Their Dear Departed
I was feeling empathic for my dear friend and ex-boss who just recently lost her husband due to an unfortunate accident in the mountains of Isabela. I went to Arlington yesterday to visit her and her three lovely kids, asked the kids personally on how they were coping (heard they were adjusting remarkably well), heard yet again the story of what she knew was a recount of the fateful day of the accident, and have seen her personally satisfy the curiosity of friends, relatives, co-workers, and associates.
It must be tiring to feel the burden of a loss, deliver the news to the kids and immediate family, have the arrangements done to give the departed a fairly decent place to be seen one last time (and in this particular case, have the body shipped from the province back to Manila), and still answer the questions of mourning friends one by one, or group by group, whatever the case may be. We could not discount the day to day tasks set aside to give way to the wake, like mountains of work and family obligations for my friend and studies for the kids.
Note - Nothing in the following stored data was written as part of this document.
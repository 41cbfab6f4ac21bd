//! Collision detection and response
//!
//! Two passes run every step: bodies are first pushed back inside the arena
//! walls, then every overlapping pair is separated and given an impulse.

use glam::Vec2;

use super::state::{Arena, Body};

/// Overlap between two disks
#[derive(Debug, Clone, Copy, PartialEq)]
pub struct Contact {
    /// Unit normal pointing from the first body toward the second
    pub normal: Vec2,
    /// Penetration depth (sum of radii minus center distance)
    pub penetration: f32,
}

/// Check overlap between two disks.
///
/// Coincident centers have no defined normal and report no contact.
pub fn circle_contact(a: &Body, b: &Body) -> Option<Contact> {
    let delta = b.pos - a.pos;
    let dist = delta.length();
    let reach = a.radius() + b.radius();

    if dist >= reach || dist == 0.0 {
        return None;
    }

    Some(Contact {
        normal: delta / dist,
        penetration: reach - dist,
    })
}

/// Clamp a body inside the arena, reflecting velocity off each wall it crossed.
///
/// Floor, ceiling, left and right are tested independently, so a body in a
/// corner can hit two walls in one call. Damping is applied once if any fired.
/// Returns whether any wall was hit.
pub fn resolve_wall(body: &mut Body, arena: &Arena, damping: f32) -> bool {
    if arena.contains_body(body, 0.0) {
        return false;
    }
    let r = body.radius();
    let (lo, hi) = (arena.min(), arena.max());
    let mut hit = false;

    // Floor
    if body.pos.y - r < lo {
        body.pos.y = lo + r;
        body.vel.y = -body.vel.y;
        hit = true;
    }
    // Ceiling
    if body.pos.y + r > hi {
        body.pos.y = hi - r;
        body.vel.y = -body.vel.y;
        hit = true;
    }
    // Left
    if body.pos.x - r < lo {
        body.pos.x = lo + r;
        body.vel.x = -body.vel.x;
        hit = true;
    }
    // Right
    if body.pos.x + r > hi {
        body.pos.x = hi - r;
        body.vel.x = -body.vel.x;
        hit = true;
    }

    if hit {
        body.vel *= damping;
    }
    hit
}

/// Wall pass over every body. Returns the number of bodies that hit a wall.
pub fn resolve_walls(bodies: &mut [Body], arena: &Arena, damping: f32) -> usize {
    bodies
        .iter_mut()
        .map(|body| resolve_wall(body, arena, damping))
        .filter(|&hit| hit)
        .count()
}

/// Separate an overlapping pair and exchange an equal-mass impulse.
///
/// Each body moves half the penetration along the normal so the pair ends
/// exactly touching. The impulse acts only along the normal and only while
/// the bodies approach each other. Returns whether the pair overlapped.
pub fn resolve_pair(a: &mut Body, b: &mut Body, restitution: f32) -> bool {
    let Some(contact) = circle_contact(a, b) else {
        return false;
    };
    let n = contact.normal;

    let correction = n * (contact.penetration * 0.5);
    a.pos -= correction;
    b.pos += correction;

    let approach = (b.vel - a.vel).dot(n);
    if approach < 0.0 {
        let impulse = -(1.0 + restitution) * approach / 2.0;
        a.vel -= n * impulse;
        b.vel += n * impulse;
    }
    true
}

/// Resolve every pair `(i, j)` with `i < j`, in ascending order.
///
/// Later pairs see positions already moved by earlier pairs in the same pass.
/// Returns the number of overlapping pairs found.
pub fn resolve_pairs(bodies: &mut [Body], restitution: f32) -> usize {
    let mut contacts = 0;
    for i in 0..bodies.len() {
        let (head, tail) = bodies.split_at_mut(i + 1);
        let a = &mut head[i];
        for b in tail.iter_mut() {
            if resolve_pair(a, b, restitution) {
                contacts += 1;
            }
        }
    }
    contacts
}
//! Ball Pit entry point
//!
//! Runs a scripted headless session: synthetic 60 fps frames, a few pointer
//! gestures, periodic statistics in the log, and a text rendering of the
//! final frame on stdout.
//!
//! Usage: `ball-pit [settings.json]`

use std::process::ExitCode;

use glam::Vec2;

use ball_pit::{ConfigError, Settings};
use ball_pit::platform::{FrameTimer, PointerAction, PointerController};
use ball_pit::renderer::{TextCanvas, draw_scene};
use ball_pit::sim::Simulation;

/// Frame interval of the synthetic host (ms)
const FRAME_MS: f64 = 1000.0 / 60.0;
/// Session length in frames
const SESSION_FRAMES: u32 = 600;

/// A scripted pointer event, in text-canvas cells
enum Gesture {
    Press(Vec2),
    Move(Vec2),
    Release,
}

/// Frame index at which each gesture happens
fn script() -> Vec<(u32, Gesture)> {
    vec![
        (10, Gesture::Press(Vec2::new(20.0, 5.0))),
        (40, Gesture::Move(Vec2::new(50.0, 5.0))),
        (70, Gesture::Release),
        (120, Gesture::Press(Vec2::new(60.0, 8.0))),
        (150, Gesture::Release),
        // Whatever landed near the floor's center gets blown up
        (300, Gesture::Press(Vec2::new(40.0, 38.0))),
        (301, Gesture::Release),
    ]
}

fn load_settings() -> Result<Settings, ConfigError> {
    match std::env::args().nth(1) {
        Some(path) => Settings::load(path),
        None => {
            log::info!("No settings file given, using defaults");
            Ok(Settings::default())
        }
    }
}

fn setup() -> Result<(Settings, Simulation), ConfigError> {
    let settings = load_settings()?;
    let sim = Simulation::demo(&settings)?;
    Ok((settings, sim))
}

fn main() -> ExitCode {
    env_logger::init();
    log::info!("Ball Pit (headless) starting...");

    let (settings, mut sim) = match setup() {
        Ok(loaded) => loaded,
        Err(e) => {
            log::error!("{}", e);
            eprintln!("error: {e}");
            return ExitCode::FAILURE;
        }
    };

    match settings.to_json() {
        Ok(json) => log::debug!("Effective settings: {}", json),
        Err(e) => log::warn!("{}", e),
    }

    let mut input = PointerController::new(&settings);
    let mut timer = FrameTimer::new();
    let mut canvas = TextCanvas::new(80, 40);
    let mut gestures = script().into_iter().peekable();

    for frame in 0..SESSION_FRAMES {
        while let Some((_, gesture)) = gestures.next_if(|(at, _)| *at == frame) {
            match gesture {
                Gesture::Press(px) => match input.press(&mut sim, &canvas, px) {
                    PointerAction::Exploded(body) => {
                        log::info!("frame {}: exploded body at {:?}", frame, body.pos)
                    }
                    PointerAction::Spawned(index) => {
                        log::info!("frame {}: spawned body #{}", frame, index)
                    }
                    PointerAction::Rejected => log::warn!("frame {}: spawn rejected", frame),
                },
                Gesture::Move(px) => input.move_to(&canvas, px),
                Gesture::Release => {
                    if input.is_holding() {
                        log::info!("frame {}: hold released", frame);
                    }
                    input.release();
                }
            }
        }

        let elapsed = timer.elapsed(f64::from(frame) * FRAME_MS);
        input.update(&mut sim, elapsed);
        sim.tick(elapsed);

        if frame % 60 == 0 {
            log::info!(
                "t={:.1}s bodies={} kinetic={:.1} steps={}",
                f64::from(frame) * FRAME_MS / 1000.0,
                sim.bodies.len(),
                sim.bodies.kinetic_energy(),
                sim.steps()
            );
        }
    }

    draw_scene(&mut canvas, input.mapper(), &sim.bodies);
    print!("{canvas}");
    println!(
        "{} bodies after {} steps ({:.1}s simulated)",
        sim.bodies.len(),
        sim.steps(),
        sim.steps() as f32 * sim.params.dt
    );

    ExitCode::SUCCESS
}
//! Character-grid canvas for headless runs and tests
//!
//! Each cell is one surface pixel. Colors are reduced to three shades:
//! near-white as ' ', light as '.', anything darker as '#'.

use std::fmt;

use glam::Vec2;

use super::scene::{Canvas, DiskStyle, Rgba};
use crate::mapper::SurfaceSize;

#[derive(Debug, Clone, PartialEq, Eq)]
pub struct TextCanvas {
    cols: usize,
    rows: usize,
    cells: Vec<char>,
}

impl TextCanvas {
    pub fn new(cols: usize, rows: usize) -> Self {
        Self {
            cols,
            rows,
            cells: vec![' '; cols * rows],
        }
    }

    pub fn cell(&self, col: usize, row: usize) -> Option<char> {
        (col < self.cols && row < self.rows).then(|| self.cells[row * self.cols + col])
    }

    /// Cells holding `ch`
    pub fn count(&self, ch: char) -> usize {
        self.cells.iter().filter(|&&c| c == ch).count()
    }
}

fn shade(color: Rgba) -> char {
    let luma = 0.2126 * color[0] + 0.7152 * color[1] + 0.0722 * color[2];
    if luma >= 0.99 {
        ' '
    } else if luma >= 0.5 {
        '.'
    } else {
        '#'
    }
}

impl SurfaceSize for TextCanvas {
    fn surface_size(&self) -> Vec2 {
        Vec2::new(self.cols as f32, self.rows as f32)
    }
}

impl Canvas for TextCanvas {
    fn fill_background(&mut self, color: Rgba) {
        self.cells.fill(shade(color));
    }

    fn draw_disk(&mut self, center: Vec2, radius: f32, style: &DiskStyle) {
        let half_line = style.line_width * 0.5;
        let reach = radius + half_line;

        // Only visit cells inside the disk's bounding box
        let col_lo = (center.x - reach).floor().max(0.0) as usize;
        let row_lo = (center.y - reach).floor().max(0.0) as usize;
        let col_hi = ((center.x + reach).ceil().max(0.0) as usize).min(self.cols);
        let row_hi = ((center.y + reach).ceil().max(0.0) as usize).min(self.rows);

        let fill = shade(style.fill);
        let outline = shade(style.outline);
        for row in row_lo..row_hi {
            for col in col_lo..col_hi {
                let cell_center = Vec2::new(col as f32 + 0.5, row as f32 + 0.5);
                let dist = cell_center.distance(center);
                let idx = row * self.cols + col;
                if (dist - radius).abs() <= half_line {
                    self.cells[idx] = outline;
                } else if dist < radius {
                    self.cells[idx] = fill;
                }
            }
        }
    }
}

impl fmt::Display for TextCanvas {
    fn fmt(&self, f: &mut fmt::Formatter<'_>) -> fmt::Result {
        for row in self.cells.chunks(self.cols.max(1)) {
            let line: String = row.iter().collect();
            writeln!(f, "{}", line.trim_end())?;
        }
        Ok(())
    }
}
It's the routinary recount of the event for each of the guests which got my interest. If nothing else, I'd consider it to be most gruelling those left behind. Shouldn't there be like a video for the guests to see before going inside the memorial chapel for that sole purpose? Or could the story-telling bit be at best considered as part of the letting-go phase? Could be.
I remember the hospital visit I made in July for a colleague who got hit by a car. The parents and his brother, too, had to endure recounting the event for each of their visitors.
Ironically, it could be some sort of unjust justification to say that the stories account for the reward the visitors get for paying their respects, be it for the dead or the sick. The visitors come because they care, and as they care they curiously itch to have their pertinent questions answered, subconsciously thinking they have the right to have closure on the event, too.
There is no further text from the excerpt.